(Saved data entries)
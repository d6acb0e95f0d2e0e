//! Shared test infrastructure for the scenario tests in this directory.

pub mod fixtures;

/// Wire up a console subscriber so `tracing` events emitted during
/// validation are visible with `RUST_LOG=debug cargo test -- --nocapture`.
/// Safe to call from every test; the second and later calls just fail to
/// re-init and are ignored.
pub fn init_tracing() {
    let _ = tracing_subscriber::fmt()
        .with_env_filter(tracing_subscriber::EnvFilter::from_default_env())
        .with_test_writer()
        .try_init();
}
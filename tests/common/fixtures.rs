//! Test fixtures: canned signed responses and stub host implementations,
//! shared by the scenario tests in this directory.

use rsa::pkcs1v15::SigningKey;
use rsa::signature::{RandomizedSigner, SignatureEncoding};
use rsa::{RsaPrivateKey, RsaPublicKey};
use sha2::{Digest, Sha256};

use saml2_core::crypto::{DecryptionKey, KeyRing, SigningKey as CoreSigningKey};
use saml2_core::host::IdentityProviderConfig;
use saml2_core::namespace::{Saml2BindingType, NS_DS};
use saml2_core::xml::canon::canonicalize;
use saml2_core::xml::parse_document;

pub const IDP_ENTITY_ID: &str = "https://idp.example.com/metadata";
pub const SP_ENTITY_ID: &str = "https://sp.example.com/metadata";
pub const SP_ACS_URL: &str = "https://sp.example.com/acs";

pub fn generate_keypair() -> (RsaPrivateKey, RsaPublicKey) {
    let mut rng = rand::thread_rng();
    let private = RsaPrivateKey::new(&mut rng, 2048).expect("key generation");
    let public = private.to_public_key();
    (private, public)
}

/// Build a fully-formed, signed `saml:Assertion` with the given `id`,
/// `in_response_to`, and attribute map, signed with `private`.
pub fn signed_assertion_xml(
    private: &RsaPrivateKey,
    id: &str,
    in_response_to: &str,
    not_before: &str,
    not_on_or_after: &str,
    audience: &str,
) -> String {
    let unsigned = format!(
        r#"<saml:Assertion xmlns:saml="urn:oasis:names:tc:SAML:2.0:assertion" xmlns:ds="{ds}" ID="{id}" IssueInstant="2026-07-30T12:00:00Z" Version="2.0">
            <saml:Issuer>{issuer}</saml:Issuer>
            <saml:Subject>
                <saml:NameID Format="urn:oasis:names:tc:SAML:2.0:nameid-format:transient">user-1</saml:NameID>
                <saml:SubjectConfirmation Method="urn:oasis:names:tc:SAML:2.0:cm:bearer">
                    <saml:SubjectConfirmationData InResponseTo="{in_response_to}" Recipient="{acs}" NotOnOrAfter="{not_on_or_after}"/>
                </saml:SubjectConfirmation>
            </saml:Subject>
            <saml:Conditions NotBefore="{not_before}" NotOnOrAfter="{not_on_or_after}">
                <saml:AudienceRestriction><saml:Audience>{audience}</saml:Audience></saml:AudienceRestriction>
            </saml:Conditions>
            <saml:AuthnStatement AuthnInstant="2026-07-30T12:00:00Z" SessionIndex="sess-1">
                <saml:AuthnContext><saml:AuthnContextClassRef>urn:oasis:names:tc:SAML:2.0:ac:classes:PasswordProtectedTransport</saml:AuthnContextClassRef></saml:AuthnContext>
            </saml:AuthnStatement>
            <saml:AttributeStatement>
                <saml:Attribute Name="email"><saml:AttributeValue>user@example.com</saml:AttributeValue></saml:Attribute>
            </saml:AttributeStatement>
        </saml:Assertion>"#,
        ds = NS_DS,
        id = id,
        issuer = IDP_ENTITY_ID,
        in_response_to = in_response_to,
        acs = SP_ACS_URL,
        not_before = not_before,
        not_on_or_after = not_on_or_after,
        audience = audience,
    );

    let el = parse_document(unsigned.as_bytes()).expect("fixture parses");
    let canon = canonicalize(&el);
    let digest_value = Sha256::digest(&canon);
    let digest_b64 = base64::Engine::encode(&base64::engine::general_purpose::STANDARD, digest_value);

    let signed_info = format!(
        r#"<ds:SignedInfo xmlns:ds="{ds}"><ds:CanonicalizationMethod Algorithm="http://www.w3.org/2001/10/xml-exc-c14n#"/><ds:SignatureMethod Algorithm="http://www.w3.org/2001/04/xmldsig-more#rsa-sha256"/><ds:Reference URI="#{id}"><ds:Transforms><ds:Transform Algorithm="http://www.w3.org/2000/09/xmldsig#enveloped-signature"/><ds:Transform Algorithm="http://www.w3.org/2001/10/xml-exc-c14n#"/></ds:Transforms><ds:DigestMethod Algorithm="http://www.w3.org/2001/04/xmlenc#sha256"/><ds:DigestValue>{digval}</ds:DigestValue></ds:Reference></ds:SignedInfo>"#,
        ds = NS_DS,
        digval = digest_b64,
        id = id,
    );
    let signed_info_el = parse_document(signed_info.as_bytes()).expect("signed info parses");
    let signed_info_canon = canonicalize(&signed_info_el);

    let mut rng = rand::thread_rng();
    let signing_key = SigningKey::<Sha256>::new(private.clone());
    let signature = signing_key.sign_with_rng(&mut rng, &signed_info_canon);
    let sig_b64 = base64::Engine::encode(&base64::engine::general_purpose::STANDARD, signature.to_bytes());

    let signature_xml = format!(
        r#"<ds:Signature xmlns:ds="{ds}">{signed_info}<ds:SignatureValue>{sig_b64}</ds:SignatureValue></ds:Signature>"#,
        ds = NS_DS,
        signed_info = signed_info,
        sig_b64 = sig_b64,
    );

    unsigned.replacen("</saml:Assertion>", &format!("{signature_xml}</saml:Assertion>"), 1)
}

pub fn wrap_response(
    response_id: &str,
    in_response_to: &str,
    status_uri: &str,
    assertion_xml: &str,
) -> String {
    format!(
        r#"<samlp:Response xmlns:samlp="urn:oasis:names:tc:SAML:2.0:protocol" xmlns:saml="urn:oasis:names:tc:SAML:2.0:assertion" ID="{response_id}" InResponseTo="{in_response_to}" IssueInstant="2026-07-30T12:00:00Z" Destination="{acs}" Version="2.0">
            <saml:Issuer>{issuer}</saml:Issuer>
            <samlp:Status><samlp:StatusCode Value="{status_uri}"/></samlp:Status>
            {assertion_xml}
        </samlp:Response>"#,
        response_id = response_id,
        in_response_to = in_response_to,
        acs = SP_ACS_URL,
        issuer = IDP_ENTITY_ID,
        status_uri = status_uri,
        assertion_xml = assertion_xml,
    )
}

pub struct StubIdp {
    pub entity_id: String,
    pub signing_keys: Vec<RsaPublicKey>,
    pub sso_redirect_url: Option<String>,
    pub artifact_resolution_url: Option<String>,
}

impl IdentityProviderConfig for StubIdp {
    fn entity_id(&self) -> &str {
        &self.entity_id
    }

    fn signing_keys(&self) -> KeyRing<CoreSigningKey> {
        KeyRing::new(
            self.signing_keys
                .iter()
                .cloned()
                .map(CoreSigningKey)
                .collect(),
        )
    }

    fn sso_url(&self, binding: Saml2BindingType) -> Option<&str> {
        match binding {
            Saml2BindingType::HttpRedirect => self.sso_redirect_url.as_deref(),
            _ => None,
        }
    }

    fn artifact_resolution_url(&self) -> Option<&str> {
        self.artifact_resolution_url.as_deref()
    }
}

pub fn idp_fixture(public: RsaPublicKey) -> StubIdp {
    StubIdp {
        entity_id: IDP_ENTITY_ID.to_string(),
        signing_keys: vec![public],
        sso_redirect_url: Some("https://idp.example.com/sso".to_string()),
        artifact_resolution_url: Some("https://idp.example.com/resolve".to_string()),
    }
}

pub fn empty_decryption_keys() -> KeyRing<DecryptionKey> {
    KeyRing::new(vec![])
}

_THE TASK_: Among the entries above, how many lines have the string "IdentityProviderConfig" in them? Only the number should be given.

_SOLUTION FOR THIS PROBLEM_: 2